Pursuant to Section 134(3)(a) and Section 92(3) of the Act read with Companies (Management and Administration) Rules, 2014, the Annual Return of the Company in Form MGT-7 will be been placed on the Company's website i.e. www.himteknoforge. com after filing annual return on completion of ensuing Annual General Meeting with the Registrar of Companies within the stipulated time.
18. Conservation of energy, technology absorption and foreign exchange earnings and out go.
The details of conservation of energy, technology absorption, foreign exchange earnings and outgo are attached herewith
(Annexure-A).
19. Corporate Social Responsibility (CSR).

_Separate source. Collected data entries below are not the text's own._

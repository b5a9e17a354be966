//! Query execution against a [`Database`] view.
//!
//! Matching documents are weighted with BM25 over the statistics of the
//! whole merged view, so a term that is rare across all constituents
//! counts for more than a common one no matter which index holds it.
//!
//! Each match also gets a percentage. The best match scores the share of
//! the query's weighted terms it matched; every other match is scaled
//! against it by weight:
//!
//! ```text
//! percent(d) = weight(d) / max_weight * matched_terms(top) / query_terms * 100
//! ```

use std::cmp::Ordering;
use std::collections::BTreeMap;

use crate::engine::database::{Database, DocumentHandle};
use crate::engine::query::{Op, Query};
use crate::error::{FolioError, Result};
use crate::util::id::{create_doc_id, get_local_id, get_shard_id};

const K1: f64 = 1.0;
const B: f64 = 0.5;

/// Result ordering for an [`Enquire`].
#[derive(Debug, Clone, Copy, PartialEq, Eq, Default)]
pub enum SortOrder {
    /// Highest weight first.
    #[default]
    Relevance,
    /// By the value in `slot` (ascending unless `reverse`), ties by relevance.
    Value { slot: u32, reverse: bool },
}

/// Binds a query to a database view and produces ranked windows.
#[derive(Debug, Clone)]
pub struct Enquire {
    db: Database,
    query: Option<Query>,
    sort: SortOrder,
}

impl Enquire {
    /// The view is captured as it is now; a later [`Database::reopen`]
    /// does not affect this enquire.
    pub fn new(db: &Database) -> Self {
        Self {
            db: db.clone(),
            query: None,
            sort: SortOrder::Relevance,
        }
    }

    pub fn set_query(&mut self, query: Query) {
        self.query = Some(query);
    }

    pub fn query(&self) -> Option<&Query> {
        self.query.as_ref()
    }

    pub fn set_sort_by_value(&mut self, slot: u32, reverse: bool) {
        self.sort = SortOrder::Value { slot, reverse };
    }

    pub fn set_sort_by_relevance(&mut self) {
        self.sort = SortOrder::Relevance;
    }

    /// Compute the ranked window of at most `max_items` matches starting at
    /// rank `first`.
    pub async fn get_mset(&self, first: usize, max_items: usize) -> Result<MSet> {
        let query = self
            .query
            .clone()
            .ok_or_else(|| FolioError::query("no query set"))?;
        let db = self.db.clone();
        let sort = self.sort;
        tokio::task::spawn_blocking(move || run(&db, &query, sort, first, max_items)).await?
    }
}

/// One ranked match.
#[derive(Debug, Clone)]
pub struct MSetItem {
    /// Id in the merged view.
    pub docid: u64,
    /// Zero-based position in the full ranking.
    pub rank: usize,
    pub weight: f64,
    /// Relevance percentage, 0 to 100.
    pub percent: u32,
    pub document: DocumentHandle,
}

/// A window of ranked matches.
#[derive(Debug, Clone, Default)]
pub struct MSet {
    items: Vec<MSetItem>,
    first: usize,
    matches_estimated: usize,
}

impl MSet {
    pub fn len(&self) -> usize {
        self.items.len()
    }

    pub fn is_empty(&self) -> bool {
        self.items.is_empty()
    }

    /// Rank of the first item in the window.
    pub fn first(&self) -> usize {
        self.first
    }

    /// Total number of matching documents.
    pub fn matches_estimated(&self) -> usize {
        self.matches_estimated
    }

    pub fn items(&self) -> &[MSetItem] {
        &self.items
    }

    pub fn iter(&self) -> std::slice::Iter<'_, MSetItem> {
        self.items.iter()
    }
}

impl IntoIterator for MSet {
    type Item = MSetItem;
    type IntoIter = std::vec::IntoIter<MSetItem>;

    fn into_iter(self) -> Self::IntoIter {
        self.items.into_iter()
    }
}

impl<'a> IntoIterator for &'a MSet {
    type Item = &'a MSetItem;
    type IntoIter = std::slice::Iter<'a, MSetItem>;

    fn into_iter(self) -> Self::IntoIter {
        self.items.iter()
    }
}

#[derive(Debug, Clone, Copy, Default)]
struct Hit {
    weight: f64,
    leaves: usize,
}

impl Hit {
    fn merge(&mut self, other: Hit) {
        self.weight += other.weight;
        self.leaves += other.leaves;
    }
}

type Matches = BTreeMap<u64, Hit>;

struct Scorer<'a> {
    db: &'a Database,
    doc_count: f64,
    avg_length: f64,
}

impl<'a> Scorer<'a> {
    fn new(db: &'a Database) -> Self {
        let doc_count = db.doc_count() as f64;
        let total_length = db.total_length() as f64;
        let avg_length = if doc_count > 0.0 && total_length > 0.0 {
            total_length / doc_count
        } else {
            1.0
        };
        Self {
            db,
            doc_count,
            avg_length,
        }
    }

    fn term(&self, term: &str) -> Matches {
        let n = self.db.term_freq(term) as f64;
        let idf = ((self.doc_count - n + 0.5) / (n + 0.5) + 1.0).ln();

        let mut matches = Matches::new();
        for (shard_id, shard) in self.db.shards().iter().enumerate() {
            let Some(postings) = shard.index.postings(term) else {
                continue;
            };
            for (&local_id, &wdf) in postings {
                let weight = if wdf == 0 {
                    0.0
                } else {
                    let length = f64::from(shard.index.doc_length(local_id).unwrap_or(0));
                    let wdf = f64::from(wdf);
                    let norm = K1 * ((1.0 - B) + B * length / self.avg_length);
                    idf * wdf * (K1 + 1.0) / (wdf + norm)
                };
                matches.insert(
                    create_doc_id(shard_id as u16, local_id),
                    Hit { weight, leaves: 1 },
                );
            }
        }
        matches
    }

    fn all(&self) -> Matches {
        let mut matches = Matches::new();
        for (shard_id, shard) in self.db.shards().iter().enumerate() {
            for local_id in shard.index.docids() {
                matches.insert(create_doc_id(shard_id as u16, local_id), Hit::default());
            }
        }
        matches
    }

    fn eval(&self, query: &Query) -> Matches {
        match query {
            Query::Term(term) => self.term(term),
            Query::MatchAll => self.all(),
            Query::Combine { op, subqueries } => {
                let mut parts = subqueries.iter().map(|q| self.eval(q));
                let Some(mut acc) = parts.next() else {
                    return Matches::new();
                };
                match op {
                    Op::Or => {
                        for part in parts {
                            for (docid, hit) in part {
                                acc.entry(docid).or_default().merge(hit);
                            }
                        }
                        acc
                    }
                    Op::And => {
                        for part in parts {
                            acc.retain(|docid, _| part.contains_key(docid));
                            for (docid, hit) in acc.iter_mut() {
                                if let Some(other) = part.get(docid) {
                                    hit.merge(*other);
                                }
                            }
                        }
                        acc
                    }
                    Op::Xor => {
                        let mut counts: BTreeMap<u64, usize> =
                            acc.keys().map(|docid| (*docid, 1)).collect();
                        for part in parts {
                            for (docid, hit) in part {
                                acc.entry(docid).or_default().merge(hit);
                                *counts.entry(docid).or_insert(0) += 1;
                            }
                        }
                        acc.retain(|docid, _| counts.get(docid).is_some_and(|c| c % 2 == 1));
                        acc
                    }
                    Op::AndNot => {
                        for part in parts {
                            acc.retain(|docid, _| !part.contains_key(docid));
                        }
                        acc
                    }
                    Op::AndMaybe => {
                        for part in parts {
                            for (docid, hit) in acc.iter_mut() {
                                if let Some(other) = part.get(docid) {
                                    hit.merge(*other);
                                }
                            }
                        }
                        acc
                    }
                    Op::Filter => {
                        for part in parts {
                            acc.retain(|docid, _| part.contains_key(docid));
                        }
                        acc
                    }
                }
            }
        }
    }
}

fn by_relevance(a: &(u64, Hit), b: &(u64, Hit)) -> Ordering {
    b.1.weight.total_cmp(&a.1.weight).then(a.0.cmp(&b.0))
}

fn run(
    db: &Database,
    query: &Query,
    sort: SortOrder,
    first: usize,
    max_items: usize,
) -> Result<MSet> {
    let matches = Scorer::new(db).eval(query);
    let matches_estimated = matches.len();
    let mut ranked: Vec<(u64, Hit)> = matches.into_iter().collect();
    ranked.sort_by(by_relevance);

    // Percentages are anchored on the best-weighted match, whatever the sort.
    let scale = match ranked.first() {
        Some((_, top)) if top.weight > 0.0 => {
            let leaves = query.weighted_leaves().max(1) as f64;
            Some((top.leaves as f64 / leaves).min(1.0) / top.weight)
        }
        _ => None,
    };

    if let SortOrder::Value { slot, reverse } = sort {
        let value_of = |docid: u64| {
            db.shards()
                .get(get_shard_id(docid) as usize)
                .and_then(|shard| shard.index.value(slot, get_local_id(docid)))
        };
        ranked.sort_by(|a, b| {
            let ordering = value_of(a.0).cmp(&value_of(b.0));
            let ordering = if reverse { ordering.reverse() } else { ordering };
            ordering.then_with(|| by_relevance(a, b))
        });
    }

    let items = ranked
        .into_iter()
        .enumerate()
        .skip(first)
        .take(max_items)
        .map(|(rank, (docid, hit))| MSetItem {
            docid,
            rank,
            weight: hit.weight,
            percent: percent(hit.weight, scale),
            document: db.handle(get_shard_id(docid) as usize, get_local_id(docid)),
        })
        .collect();

    Ok(MSet {
        items,
        first,
        matches_estimated,
    })
}

fn percent(weight: f64, scale: Option<f64>) -> u32 {
    let Some(scale) = scale else {
        return 100;
    };
    let percent = (weight * scale * 100.0).round().clamp(0.0, 100.0) as u32;
    if percent == 0 && weight > 0.0 { 1 } else { percent }
}

#[cfg(test)]
mod tests {
    use std::sync::Arc;

    use super::*;
    use crate::engine::document::Document;
    use crate::engine::writable::{OpenMode, WritableDatabase};
    use crate::storage::MemoryStorage;

    async fn database(docs: &[(&str, &str, Option<&str>)]) -> Database {
        let storage = MemoryStorage::default();
        let mut writer = WritableDatabase::open_with_storage(
            Arc::new(storage.clone()),
            OpenMode::CreateOrOverwrite,
        )
        .await
        .unwrap();
        for (data, terms, value) in docs {
            let mut doc = Document::new();
            doc.set_data(*data);
            for term in terms.split_whitespace() {
                doc.add_term(term, 1);
            }
            if let Some(value) = value {
                doc.add_value(0, *value);
            }
            writer.add_document(doc).await.unwrap();
        }
        writer.close().await.unwrap();
        Database::open_with_storage(Arc::new(storage)).await.unwrap()
    }

    async fn docids(db: &Database, query: Query) -> Vec<u64> {
        let mut enquire = Enquire::new(db);
        enquire.set_query(query);
        let mset = enquire.get_mset(0, 10).await.unwrap();
        mset.iter().map(|item| item.docid).collect()
    }

    #[tokio::test]
    async fn test_boolean_operators() {
        let db = database(&[
            ("1", "a b", None),
            ("2", "a", None),
            ("3", "b", None),
        ])
        .await;

        let mut and = docids(&db, Query::new(Op::And, ["a", "b"])).await;
        and.sort();
        assert_eq!(and, vec![1]);

        let mut xor = docids(&db, Query::new(Op::Xor, ["a", "b"])).await;
        xor.sort();
        assert_eq!(xor, vec![2, 3]);

        assert_eq!(docids(&db, Query::new(Op::AndNot, ["a", "b"])).await, vec![2]);
        assert_eq!(docids(&db, Query::new(Op::Filter, ["b", "a"])).await, vec![1]);

        let maybe = docids(&db, Query::new(Op::AndMaybe, ["a", "b"])).await;
        assert_eq!(maybe, vec![1, 2]);

        assert_eq!(docids(&db, Query::new(Op::Or, ["missing"])).await.len(), 0);
        assert_eq!(docids(&db, Query::match_all()).await.len(), 3);
    }

    #[tokio::test]
    async fn test_window_and_percentages() {
        let db = database(&[
            ("both", "one six filler", None),
            ("six", "six filler", None),
            ("one", "one filler filler2", None),
            ("none", "filler", None),
        ])
        .await;

        let mut enquire = Enquire::new(&db);
        enquire.set_query(Query::new(Op::Or, ["one", "six"]));

        let mset = enquire.get_mset(0, 10).await.unwrap();
        assert_eq!(mset.matches_estimated(), 3);
        assert_eq!(mset.items()[0].docid, 1);
        assert_eq!(mset.items()[0].percent, 100);
        let percents: Vec<u32> = mset.iter().map(|item| item.percent).collect();
        assert!(percents.windows(2).all(|w| w[0] >= w[1]));
        assert!(percents.iter().all(|p| *p > 0));

        let window = enquire.get_mset(1, 1).await.unwrap();
        assert_eq!(window.len(), 1);
        assert_eq!(window.first(), 1);
        assert_eq!(window.items()[0].rank, 1);
        assert_eq!(window.items()[0].docid, mset.items()[1].docid);

        assert!(enquire.get_mset(10, 10).await.unwrap().is_empty());
    }

    #[tokio::test]
    async fn test_partial_match_scores_below_full() {
        let db = database(&[("only", "one", None)]).await;
        let mut enquire = Enquire::new(&db);
        enquire.set_query(Query::new(Op::Or, ["one", "two"]));
        let mset = enquire.get_mset(0, 10).await.unwrap();
        assert_eq!(mset.items()[0].percent, 50);
    }

    #[tokio::test]
    async fn test_sort_by_value() {
        let db = database(&[
            ("b", "x", Some("banana")),
            ("a", "x", Some("apple")),
            ("c", "x", Some("cherry")),
        ])
        .await;

        let mut enquire = Enquire::new(&db);
        enquire.set_query(Query::term("x"));
        enquire.set_sort_by_value(0, false);
        let mset = enquire.get_mset(0, 10).await.unwrap();
        let values: Vec<_> = mset
            .iter()
            .map(|item| item.document.value(0).unwrap().to_string())
            .collect();
        assert_eq!(values, vec!["apple", "banana", "cherry"]);

        enquire.set_sort_by_value(0, true);
        let mset = enquire.get_mset(0, 1).await.unwrap();
        assert_eq!(mset.items()[0].document.get_data().await.unwrap(), "c");
    }

    #[tokio::test]
    async fn test_missing_query() {
        let db = database(&[]).await;
        let enquire = Enquire::new(&db);
        assert!(matches!(
            enquire.get_mset(0, 10).await,
            Err(FolioError::Query(_))
        ));
    }
}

The Company is required to spend towards corporate social responsibility under section 135 of the Companies Act, 2013.The details on the CSR activities are enclosed as (Annexure-B).
20. Directors.
A) Changes in Directors and Key Managerial Personnel (KMP):
During the financial year 2024-2025 there is no change in Directors and Key Managerial Personnel of the company.
B) Declaration by an Independent Director(s) and re-appointments, if any:
Declarations:
Declaration by Mr. RaviKant Dhawan, Mr. Harpal Singh, Mr. Kuldip Narain Gupta and Mrs. Kiran Raghuvinder Singh, Independent Directors submitted by them to the Company discloses that they meet the criteria of independence as provided in sub-section (6) of Section 149 of the Companies Act, 2013 .
Re-appointments, if any:
Mr. Vijay Aggarwal (DIN 00094141), Director of the Company retiring by rotation and eligible for re-appointment has given his consent and declarations under Form DIR-8 pursuant to Section 164(2) read with Rule 14(1) of Companies (Appointment and Qualification of Directors) Rules, 2014.
The three-year term of Mr. Vijay Aggarwal (DIN:00094141) is ending on 30.01.2026 as a managing director of the company and Based
on the recommendation of the Nomination and Remuneration Committee, the Board of Directors has re-appointed Mr. Vijay Aggarwal as an Managing Director for a term of Three consecutive years commencing from 31st January 2026, subject to the approval of the shareholders at the ensuing general meeting.
The three-year term of Mr. Rajiv Aggarwal (Din: 00094198) is ending on 13.08.2026 as a Joint managing director of the company Based on the recommendation of the Nomination and Remuneration Committee, the Board of Directors has re-appointed Mr. Rajiv Aggarwal as an Joint Managing Director for a term of Three consecutive years commencing from 14th august 2026, subject to the approval of the shareholders at the ensuing general meeting.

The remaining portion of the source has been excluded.